- HOW TO COMPLETE THIS TASK: Without omitting anything, copy every entry word for word.

*** RECORDS SHOWN ***

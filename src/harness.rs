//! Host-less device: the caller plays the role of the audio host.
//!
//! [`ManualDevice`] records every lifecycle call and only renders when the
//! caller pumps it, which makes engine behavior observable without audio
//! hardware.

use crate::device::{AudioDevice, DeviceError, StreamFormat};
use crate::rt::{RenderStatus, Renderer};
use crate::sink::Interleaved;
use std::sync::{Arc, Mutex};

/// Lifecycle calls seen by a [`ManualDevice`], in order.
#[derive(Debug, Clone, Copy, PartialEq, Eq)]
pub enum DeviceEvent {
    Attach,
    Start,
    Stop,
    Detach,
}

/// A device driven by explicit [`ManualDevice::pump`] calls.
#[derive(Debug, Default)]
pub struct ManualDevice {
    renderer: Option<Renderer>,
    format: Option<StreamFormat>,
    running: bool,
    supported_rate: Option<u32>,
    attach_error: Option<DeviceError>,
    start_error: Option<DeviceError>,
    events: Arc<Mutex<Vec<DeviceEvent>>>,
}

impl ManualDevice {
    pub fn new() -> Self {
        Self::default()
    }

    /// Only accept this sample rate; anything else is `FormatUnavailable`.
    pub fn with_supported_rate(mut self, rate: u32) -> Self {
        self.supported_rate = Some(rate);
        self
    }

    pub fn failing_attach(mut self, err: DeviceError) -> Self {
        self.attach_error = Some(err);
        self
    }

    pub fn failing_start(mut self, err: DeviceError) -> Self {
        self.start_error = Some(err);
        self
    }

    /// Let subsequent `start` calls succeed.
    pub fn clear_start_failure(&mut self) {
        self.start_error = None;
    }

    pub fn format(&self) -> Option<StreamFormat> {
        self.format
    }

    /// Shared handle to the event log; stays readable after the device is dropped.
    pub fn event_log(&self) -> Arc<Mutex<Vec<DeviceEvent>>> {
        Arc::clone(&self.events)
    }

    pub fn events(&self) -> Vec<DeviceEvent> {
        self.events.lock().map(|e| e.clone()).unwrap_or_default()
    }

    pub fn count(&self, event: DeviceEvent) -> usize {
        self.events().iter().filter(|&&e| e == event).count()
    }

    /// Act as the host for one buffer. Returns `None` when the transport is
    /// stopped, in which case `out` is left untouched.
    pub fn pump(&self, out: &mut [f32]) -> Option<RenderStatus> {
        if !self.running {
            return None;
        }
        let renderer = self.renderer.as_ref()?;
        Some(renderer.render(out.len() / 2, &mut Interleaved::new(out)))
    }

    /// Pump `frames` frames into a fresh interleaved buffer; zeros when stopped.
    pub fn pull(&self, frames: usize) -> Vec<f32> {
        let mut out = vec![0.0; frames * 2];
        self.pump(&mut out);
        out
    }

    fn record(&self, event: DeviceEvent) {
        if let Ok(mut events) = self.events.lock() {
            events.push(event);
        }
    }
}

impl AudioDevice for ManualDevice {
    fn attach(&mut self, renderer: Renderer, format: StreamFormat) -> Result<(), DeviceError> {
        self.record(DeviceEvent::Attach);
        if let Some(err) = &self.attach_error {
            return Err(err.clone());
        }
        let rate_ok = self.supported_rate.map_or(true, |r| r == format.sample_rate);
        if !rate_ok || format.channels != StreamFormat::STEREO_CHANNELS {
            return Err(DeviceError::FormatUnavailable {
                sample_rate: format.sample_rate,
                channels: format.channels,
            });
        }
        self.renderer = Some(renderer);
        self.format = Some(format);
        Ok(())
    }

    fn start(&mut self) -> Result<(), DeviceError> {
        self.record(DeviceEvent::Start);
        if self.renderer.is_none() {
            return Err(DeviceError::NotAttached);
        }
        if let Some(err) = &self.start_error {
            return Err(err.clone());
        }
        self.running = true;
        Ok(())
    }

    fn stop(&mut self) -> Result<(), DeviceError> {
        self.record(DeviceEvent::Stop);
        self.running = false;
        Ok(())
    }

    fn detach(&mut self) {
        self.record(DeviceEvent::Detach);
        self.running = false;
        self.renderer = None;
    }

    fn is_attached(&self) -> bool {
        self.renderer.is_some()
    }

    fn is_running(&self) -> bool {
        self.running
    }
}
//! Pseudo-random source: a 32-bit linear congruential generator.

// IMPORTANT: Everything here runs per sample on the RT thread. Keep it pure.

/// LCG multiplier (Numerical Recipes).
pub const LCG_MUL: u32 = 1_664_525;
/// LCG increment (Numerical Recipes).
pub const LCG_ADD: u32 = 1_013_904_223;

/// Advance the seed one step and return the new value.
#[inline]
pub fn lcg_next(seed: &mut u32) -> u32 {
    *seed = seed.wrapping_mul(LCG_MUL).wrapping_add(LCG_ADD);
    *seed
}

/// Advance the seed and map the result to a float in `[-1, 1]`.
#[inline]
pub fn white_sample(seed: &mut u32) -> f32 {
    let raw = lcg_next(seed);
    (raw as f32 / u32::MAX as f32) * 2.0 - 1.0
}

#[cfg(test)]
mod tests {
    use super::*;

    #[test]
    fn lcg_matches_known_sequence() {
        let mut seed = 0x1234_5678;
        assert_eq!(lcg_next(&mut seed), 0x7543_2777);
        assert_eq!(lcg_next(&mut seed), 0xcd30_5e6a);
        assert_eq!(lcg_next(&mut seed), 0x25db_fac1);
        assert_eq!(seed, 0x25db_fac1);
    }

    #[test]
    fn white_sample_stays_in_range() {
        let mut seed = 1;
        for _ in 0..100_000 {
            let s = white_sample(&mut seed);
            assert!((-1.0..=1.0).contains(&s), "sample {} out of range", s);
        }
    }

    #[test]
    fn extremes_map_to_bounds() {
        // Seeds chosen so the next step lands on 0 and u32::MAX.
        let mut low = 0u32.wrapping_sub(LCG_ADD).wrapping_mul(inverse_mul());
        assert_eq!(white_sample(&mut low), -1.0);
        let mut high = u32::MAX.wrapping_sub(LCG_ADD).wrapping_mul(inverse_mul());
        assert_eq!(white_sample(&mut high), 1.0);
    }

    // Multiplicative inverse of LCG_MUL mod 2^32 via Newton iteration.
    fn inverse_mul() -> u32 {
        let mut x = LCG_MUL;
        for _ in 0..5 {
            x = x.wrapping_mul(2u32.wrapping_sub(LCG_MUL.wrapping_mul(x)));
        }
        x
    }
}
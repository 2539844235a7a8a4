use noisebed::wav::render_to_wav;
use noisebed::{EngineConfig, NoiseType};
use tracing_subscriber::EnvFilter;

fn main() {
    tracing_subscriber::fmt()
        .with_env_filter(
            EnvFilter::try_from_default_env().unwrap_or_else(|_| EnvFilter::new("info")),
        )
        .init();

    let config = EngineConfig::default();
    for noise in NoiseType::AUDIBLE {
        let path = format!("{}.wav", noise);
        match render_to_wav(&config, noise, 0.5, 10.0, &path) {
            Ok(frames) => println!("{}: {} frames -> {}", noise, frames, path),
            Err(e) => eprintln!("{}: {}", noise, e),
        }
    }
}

*** End of RECORDS SHOWN ***

- RESULT OF THE TASK:
filename src/harness.rs
//! Host-less device: the caller plays the role of the audio host.
//!
//! [`ManualDevice`] records every lifecycle call and only renders when the
//! caller pumps it, which makes engine behavior observable without audio
//! hardware.

use crate::device::{AudioDevice, DeviceError, StreamFormat};
use crate::rt::{RenderStatus, Renderer};
use crate::sink::Interleaved;
use std::sync::{Arc, Mutex};

/// Lifecycle calls seen by a [`ManualDevice`], in order.
#[derive(Debug, Clone, Copy, PartialEq, Eq)]
pub enum DeviceEvent {
    Attach,
    Start,
    Stop,
    Detach,
}

/// A device driven by explicit [`ManualDevice::pump`] calls.
#[derive(Debug, Default)]
pub struct ManualDevice {
    renderer: Option<Renderer>,
    format: Option<StreamFormat>,
    running: bool,
    supported_rate: Option<u32>,
    attach_error: Option<DeviceError>,
    start_error: Option<DeviceError>,
    events: Arc<Mutex<Vec<DeviceEvent>>>,
}

impl ManualDevice {
    pub fn new() -> Self {
        Self::default()
    }

    /// Only accept this sample rate; anything else is `FormatUnavailable`.
    pub fn with_supported_rate(mut self, rate: u32) -> Self {
        self.supported_rate = Some(rate);
        self
    }

    pub fn failing_attach(mut self, err: DeviceError) -> Self {
        self.attach_error = Some(err);
        self
    }

    pub fn failing_start(mut self, err: DeviceError) -> Self {
        self.start_error = Some(err);
        self
    }

    /// Let subsequent `start` calls succeed.
    pub fn clear_start_failure(&mut self) {
        self.start_error = None;
    }

    pub fn format(&self) -> Option<StreamFormat> {
        self.format
    }

    /// Shared handle to the event log; stays readable after the device is dropped.
    pub fn event_log(&self) -> Arc<Mutex<Vec<DeviceEvent>>> {
        Arc::clone(&self.events)
    }

    pub fn events(&self) -> Vec<DeviceEvent> {
        self.events.lock().map(|e| e.clone()).unwrap_or_default()
    }

    pub fn count(&self, event: DeviceEvent) -> usize {
        self.events().iter().filter(|&&e| e == event).count()
    }

    /// Act as the host for one buffer. Returns `None` when the transport is
    /// stopped, in which case `out` is left untouched.
    pub fn pump(&self, out: &mut [f32]) -> Option<RenderStatus> {
        if !self.running {
            return None;
        }
        let renderer = self.renderer.as_ref()?;
        Some(renderer.render(out.len() / 2, &mut Interleaved::new(out)))
    }

    /// Pump `frames` frames into a fresh interleaved buffer; zeros when stopped.
    pub fn pull(&self, frames: usize) -> Vec<f32> {
        let mut out = vec![0.0; frames * 2];
        self.pump(&mut out);
        out
    }

    fn record(&self, event: DeviceEvent) {
        if let Ok(mut events) = self.events.lock() {
            events.push(event);
        }
    }
}

impl AudioDevice for ManualDevice {
    fn attach(&mut self, renderer: Renderer, format: StreamFormat) -> Result<(), DeviceError> {
        self.record(DeviceEvent::Attach);
        if let Some(err) = &self.attach_error {
            return Err(err.clone());
        }
        let rate_ok = self.supported_rate.map_or(true, |r| r == format.sample_rate);
        if !rate_ok || format.channels != StreamFormat::STEREO_CHANNELS {
            return Err(DeviceError::FormatUnavailable {
                sample_rate: format.sample_rate,
                channels: format.channels,
            });
        }
        self.renderer = Some(renderer);
        self.format = Some(format);
        Ok(())
    }

    fn start(&mut self) -> Result<(), DeviceError> {
        self.record(DeviceEvent::Start);
        if self.renderer.is_none() {
            return Err(DeviceError::NotAttached);
        }
        if let Some(err) = &self.start_error {
            return Err(err.clone());
        }
        self.running = true;
        Ok(())
    }

    fn stop(&mut self) -> Result<(), DeviceError> {
        self.record(DeviceEvent::Stop);
        self.running = false;
        Ok(())
    }

    fn detach(&mut self) {
        self.record(DeviceEvent::Detach);
        self.running = false;
        self.renderer = None;
    }

    fn is_attached(&self) -> bool {
        self.renderer.is_some()
    }

    fn is_running(&self) -> bool {
        self.running
    }
}
//! Pseudo-random source: a 32-bit linear congruential generator.

// IMPORTANT: Everything here runs per sample on the RT thread. Keep it pure.

/// LCG multiplier (Numerical Recipes).
pub const LCG_MUL: u32 = 1_664_525;
/// LCG increment (Numerical Recipes).
pub const LCG_ADD: u32 = 1_013_904_223;

/// Advance the seed one step and return the new value.
#[inline]
pub fn lcg_next(seed: &mut u32) -> u32 {
    *seed = seed.wrapping_mul(LCG_MUL).wrapping_add(LCG_ADD);
    *seed
}

/// Advance the seed and map the result to a float in `[-1, 1]`.
#[inline]
pub fn white_sample(seed: &mut u32) -> f32 {
    let raw = lcg_next(seed);
    (raw as f32 / u32::MAX as f32) * 2.0 - 1.0
}

#[cfg(test)]
mod tests {
    use super::*;

    #[test]
    fn lcg_matches_known_sequence() {
        let mut seed = 0x1234_5678;
        assert_eq!(lcg_next(&mut seed), 0x7543_2777);
        assert_eq!(lcg_next(&mut seed), 0xcd30_5e6a);
        assert_eq!(lcg_next(&mut seed), 0x25db_fac1);
        assert_eq!(seed, 0x25db_fac1);
    }

    #[test]
    fn white_sample_stays_in_range() {
        let mut seed = 1;
        for _ in 0..100_000 {
            let s = white_sample(&mut seed);
            assert!((-1.0..=1.0).contains(&s), "sample {} out of range", s);
        }
    }

    #[test]
    fn extremes_map_to_bounds() {
        // Seeds chosen so the next step lands on 0 and u32::MAX.
        let mut low = 0u32.wrapping_sub(LCG_ADD).wrapping_mul(inverse_mul());
        assert_eq!(white_sample(&mut low), -1.0);
        let mut high = u32::MAX.wrapping_sub(LCG_ADD).wrapping_mul(inverse_mul());
        assert_eq!(white_sample(&mut high), 1.0);
    }

    // Multiplicative inverse of LCG_MUL mod 2^32 via Newton iteration.
    fn inverse_mul() -> u32 {
        let mut x = LCG_MUL;
        for _ in 0..5 {
            x = x.wrapping_mul(2u32.wrapping_sub(LCG_MUL.wrapping_mul(x)));
        }
        x
    }
}
repository 2539844235a7a8a4
use noisebed::wav::render_to_wav;
use noisebed::{EngineConfig, NoiseType};
use tracing_subscriber::EnvFilter;

fn main() {
    tracing_subscriber::fmt()
        .with_env_filter(
            EnvFilter::try_from_default_env().unwrap_or_else(|_| EnvFilter::new("info")),
        )
        .init();

    let config = EngineConfig::default();
    for noise in NoiseType::AUDIBLE {
        let path = format!("{}.wav", noise);
        match render_to_wav(&config, noise, 0.5, 10.0, &path) {
            Ok(frames) => println!("{}: {} frames -> {}", noise, frames, path),
            Err(e) => eprintln!("{}: {}", noise, e),
        }
    }
}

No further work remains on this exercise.